4. \( f(x)=\frac{-2 x^{2}-2 x+4}{2 x+1} \) a. Vertical Asymptote(s) Equation: b. Enđ Behavior Asymptote Equation: (hor 2onal) \( x \)-intercept(s): d. \( y \)-intercept: e. Coordinate of Hole: f. Domain: g. Range:

Let's have some fun with those equations! To find the vertical asymptote, you look for values that make the denominator zero and are not canceled out by the numerator. For the function \( f(x) = \frac{-2x^2 - 2x + 4}{2x + 1} \), setting \( 2x + 1 = 0 \) gives you \( x = -\frac{1}{2} \). Fab! Now, for the end behavior asymptote, we consider the leading terms of the polynomial in the fraction. As \( x \) approaches \( \pm \infty \), the \( -2x^2 \) term in the numerator and \( 2x \) term in the denominator guide us. The end behavior gives us a horizontal asymptote at \( y = -x \), based on the ratio of the leading coefficients (here, \( -\frac{2}{2} = -1 \)). For the \( x \)-intercept, set the numerator to zero: \( -2x^2 - 2x + 4 = 0 \). Solving this using the quadratic formula, you find the roots, which gives you your \( x \)-intercept(s).
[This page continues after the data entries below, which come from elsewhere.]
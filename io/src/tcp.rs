//! TCP ops over `std::net`, offloaded to the I/O pool.
//!
//! Reads and writes run as blocking calls on pool threads; cancellation is
//! hooked through stop callbacks that shut the socket down (reads/writes) or
//! flag the polling accept loop. Completions are posted wherever the op's
//! continuation routing says, like every other op.

use crate::pool::io_resumer;
use asynckit_core::op::{AsyncOp, Initiated, OpSlot};
use asynckit_core::stop::StopToken;
use asynckit_core::{Continuation, Error, OpCtx, OpResult};
use std::io::{Read, Write};
use std::net::{Shutdown, SocketAddr, ToSocketAddrs};
use std::time::Duration;

/// Shared initiation path of the blocking ops below: stop pre-check, arm,
/// optional cancel hook, then the blocking closure on the I/O pool.
fn initiate_blocking<T: Send + 'static>(
    ctx: &OpCtx,
    cont: Continuation,
    slot: &OpSlot<T>,
    cancel: Option<Box<dyn FnOnce() + Send>>,
    work: impl FnOnce(&StopToken) -> OpResult<T> + Send + 'static,
) -> Initiated {
    if ctx.stop_requested() {
        slot.complete(Err(Error::Canceled));
        return Initiated::Done;
    }
    let armed = slot.arm(cont);
    assert!(armed, "op initiated twice");
    if let Some(cancel) = cancel {
        let cb = ctx.stop_token().register(cancel);
        slot.set_stop_cb(cb);
    }
    let token = ctx.stop_token();
    let slot = slot.clone();
    io_resumer().post(Continuation::from_fn(move || {
        let r = work(&token);
        slot.complete(r);
    }));
    Initiated::Pending
}

/// Maps a blocking-call error, preferring `Canceled` when the failure was
/// provoked by our own stop hook shutting the socket down.
fn map_io(token: &StopToken, e: std::io::Error) -> Error {
    if token.stop_requested() {
        Error::Canceled
    } else {
        Error::Io(e)
    }
}

pub struct TcpListener {
    inner: std::net::TcpListener,
}

impl TcpListener {
    pub fn bind(addr: impl ToSocketAddrs) -> OpResult<TcpListener> {
        let inner = std::net::TcpListener::bind(addr)?;
        // Accept runs as a polling loop so a stop request can interrupt it.
        inner.set_nonblocking(true)?;
        Ok(TcpListener { inner })
    }

    pub fn local_addr(&self) -> OpResult<SocketAddr> {
        Ok(self.inner.local_addr()?)
    }

    pub fn accept(&self) -> Accept {
        Accept { listener: self.inner.try_clone(), slot: OpSlot::new() }
    }
}

pub struct Accept {
    listener: std::io::Result<std::net::TcpListener>,
    slot: OpSlot<TcpStream>,
}

impl AsyncOp for Accept {
    type Output = TcpStream;

    fn initiate(&mut self, ctx: &OpCtx, cont: Continuation) -> Initiated {
        let listener = match self.listener.take_ok() {
            Ok(l) => l,
            Err(e) => {
                self.slot.complete(Err(Error::Io(e)));
                return Initiated::Done;
            }
        };
        initiate_blocking(ctx, cont, &self.slot, None, move |token| loop {
            match listener.accept() {
                Ok((stream, _peer)) => {
                    stream.set_nonblocking(false)?;
                    return Ok(TcpStream { inner: stream });
                }
                Err(e) if e.kind() == std::io::ErrorKind::WouldBlock => {
                    if token.stop_requested() {
                        return Err(Error::Canceled);
                    }
                    std::thread::sleep(Duration::from_millis(2));
                }
                Err(e) => return Err(Error::Io(e)),
            }
        })
    }

    fn is_failed(&self) -> bool {
        self.slot.is_failed()
    }

    fn take_result(&mut self) -> OpResult<TcpStream> {
        self.slot.take()
    }
}

#[derive(Debug)]
pub struct TcpStream {
    inner: std::net::TcpStream,
}

impl TcpStream {
    /// Blocking-connect offloaded to the pool. Cancellation is checked before
    /// the connect call only.
    pub fn connect(addr: SocketAddr) -> Connect {
        Connect { addr, slot: OpSlot::new() }
    }

    pub fn peer_addr(&self) -> OpResult<SocketAddr> {
        Ok(self.inner.peer_addr()?)
    }

    pub fn shutdown(&self) -> OpResult<()> {
        Ok(self.inner.shutdown(Shutdown::Both)?)
    }

    /// Reads up to `max` bytes; an empty result means the peer closed.
    pub fn read_some(&self, max: usize) -> ReadSome {
        ReadSome { stream: self.inner.try_clone(), max, slot: OpSlot::new() }
    }

    pub fn write_all(&self, data: Vec<u8>) -> WriteAll {
        WriteAll { stream: self.inner.try_clone(), data, slot: OpSlot::new() }
    }
}

pub struct Connect {
    addr: SocketAddr,
    slot: OpSlot<TcpStream>,
}

impl AsyncOp for Connect {
    type Output = TcpStream;

    fn initiate(&mut self, ctx: &OpCtx, cont: Continuation) -> Initiated {
        let addr = self.addr;
        initiate_blocking(ctx, cont, &self.slot, None, move |token| {
            let stream = std::net::TcpStream::connect(addr).map_err(|e| map_io(token, e))?;
            Ok(TcpStream { inner: stream })
        })
    }

    fn is_failed(&self) -> bool {
        self.slot.is_failed()
    }

    fn take_result(&mut self) -> OpResult<TcpStream> {
        self.slot.take()
    }
}

pub struct ReadSome {
    stream: std::io::Result<std::net::TcpStream>,
    max: usize,
    slot: OpSlot<Vec<u8>>,
}

impl AsyncOp for ReadSome {
    type Output = Vec<u8>;

    fn initiate(&mut self, ctx: &OpCtx, cont: Continuation) -> Initiated {
        let stream = match self.stream.take_ok() {
            Ok(s) => s,
            Err(e) => {
                self.slot.complete(Err(Error::Io(e)));
                return Initiated::Done;
            }
        };
        let cancel = stream.try_clone().ok().map(|s| {
            Box::new(move || {
                let _ = s.shutdown(Shutdown::Both);
            }) as Box<dyn FnOnce() + Send>
        });
        let max = self.max;
        initiate_blocking(ctx, cont, &self.slot, cancel, move |token| {
            let mut buf = vec![0; max];
            let mut stream = stream;
            match stream.read(&mut buf) {
                Ok(n) => {
                    if n == 0 && token.stop_requested() {
                        return Err(Error::Canceled);
                    }
                    buf.truncate(n);
                    Ok(buf)
                }
                Err(e) => Err(map_io(token, e)),
            }
        })
    }

    fn is_failed(&self) -> bool {
        self.slot.is_failed()
    }

    fn take_result(&mut self) -> OpResult<Vec<u8>> {
        self.slot.take()
    }
}

pub struct WriteAll {
    stream: std::io::Result<std::net::TcpStream>,
    data: Vec<u8>,
    slot: OpSlot<()>,
}

impl AsyncOp for WriteAll {
    type Output = ();

    fn initiate(&mut self, ctx: &OpCtx, cont: Continuation) -> Initiated {
        let stream = match self.stream.take_ok() {
            Ok(s) => s,
            Err(e) => {
                self.slot.complete(Err(Error::Io(e)));
                return Initiated::Done;
            }
        };
        let cancel = stream.try_clone().ok().map(|s| {
            Box::new(move || {
                let _ = s.shutdown(Shutdown::Both);
            }) as Box<dyn FnOnce() + Send>
        });
        let data = std::mem::take(&mut self.data);
        initiate_blocking(ctx, cont, &self.slot, cancel, move |token| {
            let mut stream = stream;
            stream.write_all(&data).map_err(|e| map_io(token, e))?;
            Ok(())
        })
    }

    fn is_failed(&self) -> bool {
        self.slot.is_failed()
    }

    fn take_result(&mut self) -> OpResult<()> {
        self.slot.take()
    }
}

/// Moves the `Ok` handle out, leaving a "taken" error behind.
trait TakeOk {
    type Val;
    fn take_ok(&mut self) -> std::io::Result<Self::Val>;
}

impl<T> TakeOk for std::io::Result<T> {
    type Val = T;

    fn take_ok(&mut self) -> std::io::Result<T> {
        std::mem::replace(
            self,
            Err(std::io::Error::new(std::io::ErrorKind::Other, "op initiated twice")),
        )
    }
}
The \( y \)-intercept occurs when \( x = 0 \). Plugging 0 into the function gives you \( f(0) = 2 \). Thus, your \( y \)-intercept is at \( (0, 2) \). If there's a removable discontinuity (hole), it occurs where both the numerator and denominator equal zero. Factor the numerator \( -2x^2 - 2x + 4 \) and see if \( 2x + 1 \) can be canceled—if so, find the hole's coordinate. The domain is all real numbers except for where the denominator is zero, so the domain becomes \( x \in \mathbb{R} \) except at \( x = -\frac{1}{2} \). For the range, the function will approach but never touch the horizontal asymptote. Thus, the range also forms real numbers except where \( y = -1 \). Overall, you've got quite the equation to play with! Keep crunching those numbers!